* DIRECTIONS FOR THIS TASK *
List each line of the data that holds the string "Constraints", please.

* DATA *
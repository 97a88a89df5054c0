//! # Portfolio Data Utilities
//!
//! $$
//! r_{t}=\frac{P_t}{P_{t-1}}-1,\qquad
//! \hat\Sigma_{ij}=\frac{1}{T-1}\sum_t (r_{it}-\bar r_i)(r_{jt}-\bar r_j)
//! $$
//!
//! Daily return statistics and the providers that produce them.

use std::collections::BTreeMap;
use std::collections::BTreeSet;
use std::collections::HashMap;

use chrono::NaiveDate;
use nalgebra::DMatrix;
use nalgebra::DVector;
use statrs::statistics::Statistics;
use tracing::debug;

use super::error::PortfolioError;

/// Mean daily returns and their covariance for an ordered asset universe.
#[derive(Clone, Debug, PartialEq)]
pub struct MarketStatistics {
  assets: Vec<String>,
  mean_returns: DVector<f64>,
  cov: DMatrix<f64>,
}

impl MarketStatistics {
  /// Build statistics from precomputed daily means and covariance rows.
  pub fn new(
    assets: Vec<String>,
    mean_returns: Vec<f64>,
    cov: Vec<Vec<f64>>,
  ) -> Result<Self, PortfolioError> {
    let n = assets.len();
    if mean_returns.len() != n {
      return Err(PortfolioError::dimension("mean returns", n, mean_returns.len()));
    }
    if cov.len() != n {
      return Err(PortfolioError::dimension("covariance rows", n, cov.len()));
    }
    if let Some(row) = cov.iter().find(|row| row.len() != n) {
      return Err(PortfolioError::dimension("covariance columns", n, row.len()));
    }

    let flat: Vec<f64> = cov.into_iter().flatten().collect();
    Ok(Self {
      assets,
      mean_returns: DVector::from_vec(mean_returns),
      cov: DMatrix::from_row_slice(n, n, &flat),
    })
  }

  /// Sample mean and unbiased covariance of aligned per-asset return series.
  pub fn from_returns(assets: Vec<String>, returns: &[Vec<f64>]) -> Result<Self, PortfolioError> {
    let n = assets.len();
    if returns.len() != n {
      return Err(PortfolioError::dimension("return series", n, returns.len()));
    }

    let periods = returns.first().map(|r| r.len()).unwrap_or(0);
    if let Some(r) = returns.iter().find(|r| r.len() != periods) {
      return Err(PortfolioError::dimension("return periods", periods, r.len()));
    }
    if periods < 2 {
      return Err(PortfolioError::DataUnavailable(format!(
        "need at least 2 return observations, got {periods}"
      )));
    }

    let mean_returns = DVector::from_iterator(n, returns.iter().map(|r| r.iter().mean()));
    let mut cov = DMatrix::zeros(n, n);
    for i in 0..n {
      for j in i..n {
        let c = returns[i].iter().covariance(returns[j].iter());
        cov[(i, j)] = c;
        cov[(j, i)] = c;
      }
    }

    Ok(Self {
      assets,
      mean_returns,
      cov,
    })
  }

  /// Statistics of simple daily returns computed from aligned close prices.
  pub fn from_prices(assets: Vec<String>, closes: &[Vec<f64>]) -> Result<Self, PortfolioError> {
    let returns = closes
      .iter()
      .zip(assets.iter())
      .map(|(series, asset)| simple_returns(series).map_err(|e| with_asset(e, asset)))
      .collect::<Result<Vec<_>, _>>()?;
    Self::from_returns(assets, &returns)
  }

  pub fn assets(&self) -> &[String] {
    &self.assets
  }

  pub fn n_assets(&self) -> usize {
    self.assets.len()
  }

  pub fn mean_returns(&self) -> &DVector<f64> {
    &self.mean_returns
  }

  pub fn cov(&self) -> &DMatrix<f64> {
    &self.cov
  }
}

fn with_asset(err: PortfolioError, asset: &str) -> PortfolioError {
  match err {
    PortfolioError::DataUnavailable(msg) => PortfolioError::DataUnavailable(format!("{asset}: {msg}")),
    other => other,
  }
}

/// Convert close prices to simple (percent-change) return series.
pub fn simple_returns(closes: &[f64]) -> Result<Vec<f64>, PortfolioError> {
  closes
    .windows(2)
    .map(|w| {
      if w[0] > 0.0 && w[0].is_finite() && w[1].is_finite() {
        Ok(w[1] / w[0] - 1.0)
      } else {
        Err(PortfolioError::DataUnavailable(format!(
          "invalid price pair ({}, {})",
          w[0], w[1]
        )))
      }
    })
    .collect()
}

/// Source of return statistics for an asset universe over a date range.
pub trait StatisticsProvider {
  fn statistics(
    &self,
    assets: &[String],
    start: NaiveDate,
    end: NaiveDate,
  ) -> Result<MarketStatistics, PortfolioError>;
}

/// Daily close prices keyed by date.
pub type PriceHistory = BTreeMap<NaiveDate, f64>;

/// Close prices restricted to `[start, end]` on the dates shared by every series.
pub fn align_price_histories(
  histories: &[&PriceHistory],
  start: NaiveDate,
  end: NaiveDate,
) -> Vec<Vec<f64>> {
  let mut common: Option<BTreeSet<NaiveDate>> = None;
  for history in histories {
    let dates: BTreeSet<NaiveDate> = history.range(start..=end).map(|(d, _)| *d).collect();
    common = Some(match common {
      Some(acc) => acc.intersection(&dates).copied().collect(),
      None => dates,
    });
  }
  let common = common.unwrap_or_default();

  histories
    .iter()
    .map(|h| common.iter().filter_map(|d| h.get(d).copied()).collect())
    .collect()
}

/// Provider backed by price histories held in memory.
#[derive(Clone, Debug, Default)]
pub struct InMemoryProvider {
  histories: HashMap<String, PriceHistory>,
}

impl InMemoryProvider {
  pub fn new() -> Self {
    Self::default()
  }

  pub fn with_history(mut self, asset: impl Into<String>, history: PriceHistory) -> Self {
    self.histories.insert(asset.into(), history);
    self
  }

}

impl StatisticsProvider for InMemoryProvider {
  fn statistics(
    &self,
    assets: &[String],
    start: NaiveDate,
    end: NaiveDate,
  ) -> Result<MarketStatistics, PortfolioError> {
    let histories = assets
      .iter()
      .map(|a| {
        self
          .histories
          .get(a)
          .ok_or_else(|| PortfolioError::DataUnavailable(format!("no price history for {a}")))
      })
      .collect::<Result<Vec<_>, _>>()?;

    statistics_from_histories(assets, &histories, start, end)
  }
}

pub(crate) fn statistics_from_histories(
  assets: &[String],
  histories: &[&PriceHistory],
  start: NaiveDate,
  end: NaiveDate,
) -> Result<MarketStatistics, PortfolioError> {
  if start > end {
    return Err(PortfolioError::DataUnavailable(format!(
      "empty date range {start}..{end}"
    )));
  }

  let closes = align_price_histories(histories, start, end);
  let observations = closes.first().map(|c| c.len()).unwrap_or(0);
  debug!(assets = assets.len(), observations, %start, %end, "aligned price histories");

  if observations < 3 {
    return Err(PortfolioError::DataUnavailable(format!(
      "only {observations} common trading days between {start} and {end}"
    )));
  }

  MarketStatistics::from_prices(assets.to_vec(), &closes)
}

#[cfg(test)]
mod tests {
  use approx::assert_abs_diff_eq;

  use super::*;

  fn date(d: u32) -> NaiveDate {
    NaiveDate::from_ymd_opt(2024, 1, d).unwrap()
  }

  #[test]
  fn new_rejects_ragged_covariance() {
    let err = MarketStatistics::new(
      vec!["A".into(), "B".into()],
      vec![0.001, 0.002],
      vec![vec![0.0004, 0.0001], vec![0.0001]],
    )
    .unwrap_err();
    assert_eq!(err, PortfolioError::dimension("covariance columns", 2, 1));
  }

  #[test]
  fn from_returns_matches_sample_moments() {
    let returns = vec![vec![0.01, -0.01, 0.02, 0.0], vec![0.005, 0.004, -0.002, 0.003]];
    let stats = MarketStatistics::from_returns(vec!["A".into(), "B".into()], &returns).unwrap();

    assert_abs_diff_eq!(stats.mean_returns()[0], 0.005, epsilon = 1e-15);
    assert_abs_diff_eq!(stats.mean_returns()[1], 0.0025, epsilon = 1e-15);

    // Unbiased variance of asset A: sum of squared deviations / (T - 1).
    let var_a = (0.005f64.powi(2) + 0.015f64.powi(2) + 0.015f64.powi(2) + 0.005f64.powi(2)) / 3.0;
    assert_abs_diff_eq!(stats.cov()[(0, 0)], var_a, epsilon = 1e-15);
    assert_eq!(stats.cov()[(0, 1)], stats.cov()[(1, 0)]);
  }

  #[test]
  fn simple_returns_reject_non_positive_prices() {
    assert_eq!(simple_returns(&[100.0, 110.0, 99.0]).unwrap().len(), 2);
    assert!(simple_returns(&[0.0, 1.0]).is_err());
  }

  #[test]
  fn in_memory_provider_aligns_on_shared_dates() {
    let a: PriceHistory = [(date(2), 100.0), (date(3), 101.0), (date(4), 99.0), (date(5), 102.0)]
      .into_iter()
      .collect();
    // Missing the 3rd; extra day outside the window.
    let b: PriceHistory = [(date(2), 50.0), (date(4), 51.0), (date(5), 50.5), (date(20), 60.0)]
      .into_iter()
      .collect();
    let provider = InMemoryProvider::new().with_history("A", a).with_history("B", b);

    let stats = provider
      .statistics(&["A".to_string(), "B".to_string()], date(1), date(10))
      .unwrap();

    assert_eq!(stats.n_assets(), 2);
    let r_a = [99.0 / 100.0 - 1.0, 102.0 / 99.0 - 1.0];
    assert_abs_diff_eq!(stats.mean_returns()[0], (r_a[0] + r_a[1]) / 2.0, epsilon = 1e-15);
  }

  #[test]
  fn in_memory_provider_reports_missing_data() {
    let provider = InMemoryProvider::new();
    let err = provider
      .statistics(&["ZZZ".to_string()], date(1), date(10))
      .unwrap_err();
    assert!(matches!(err, PortfolioError::DataUnavailable(_)));

    let a: PriceHistory = [(date(2), 100.0), (date(3), 101.0)].into_iter().collect();
    let provider = InMemoryProvider::new().with_history("A", a);
    let err = provider
      .statistics(&["A".to_string()], date(1), date(10))
      .unwrap_err();
    assert!(matches!(err, PortfolioError::DataUnavailable(_)));
  }
}
//! # Constraints
//!
//! $$
//! c_j(\mathbf{w}) = 0,\qquad \nabla c_j(\mathbf{w})
//! $$
//!
//! Constraints passed to the SQP solver. Each one carries its kind and the
//! residual/gradient evaluators captured when it is built.

use std::fmt;
use std::sync::Arc;

use nalgebra::DVector;

use super::performance::TRADING_DAYS;

type ResidualFn = Arc<dyn Fn(&DVector<f64>) -> f64 + Send + Sync>;
type GradientFn = Arc<dyn Fn(&DVector<f64>) -> DVector<f64> + Send + Sync>;

/// Constraint kind understood by the solver.
#[derive(Clone, Copy, Debug, PartialEq, Eq)]
#[non_exhaustive]
pub enum ConstraintKind {
  /// `c(w) = 0`.
  Equality,
}

/// A constraint on the weight vector.
#[derive(Clone)]
pub struct Constraint {
  kind: ConstraintKind,
  name: String,
  residual: ResidualFn,
  gradient: GradientFn,
}

impl Constraint {
  /// Equality constraint `residual(w) = 0` with its gradient.
  pub fn equality<R, G>(name: impl Into<String>, residual: R, gradient: G) -> Self
  where
    R: Fn(&DVector<f64>) -> f64 + Send + Sync + 'static,
    G: Fn(&DVector<f64>) -> DVector<f64> + Send + Sync + 'static,
  {
    Self {
      kind: ConstraintKind::Equality,
      name: name.into(),
      residual: Arc::new(residual),
      gradient: Arc::new(gradient),
    }
  }

  /// Linear equality `aᵀw = b`.
  pub fn linear_equality(name: impl Into<String>, a: DVector<f64>, b: f64) -> Self {
    let grad = a.clone();
    Self::equality(name, move |w| a.dot(w) - b, move |_| grad.clone())
  }

  /// Fully invested portfolio, `sum(w) = 1`.
  pub fn budget(n: usize) -> Self {
    Self::linear_equality("budget", DVector::from_element(n, 1.0), 1.0)
  }

  /// Annualized portfolio return equal to `target`.
  pub fn target_return(mean_returns: &DVector<f64>, target: f64) -> Self {
    Self::linear_equality("target return", mean_returns * TRADING_DAYS, target)
  }

  pub fn kind(&self) -> ConstraintKind {
    self.kind
  }

  pub fn name(&self) -> &str {
    &self.name
  }

  pub fn residual(&self, w: &DVector<f64>) -> f64 {
    (self.residual)(w)
  }

  pub fn gradient(&self, w: &DVector<f64>) -> DVector<f64> {
    (self.gradient)(w)
  }
}

impl fmt::Debug for Constraint {
  fn fmt(&self, f: &mut fmt::Formatter<'_>) -> fmt::Result {
    f.debug_struct("Constraint")
      .field("kind", &self.kind)
      .field("name", &self.name)
      .finish_non_exhaustive()
  }
}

* OUTPUT FOR THIS TASK *
//! # Constraints
//! Constraints passed to the SQP solver. Each one carries its kind and the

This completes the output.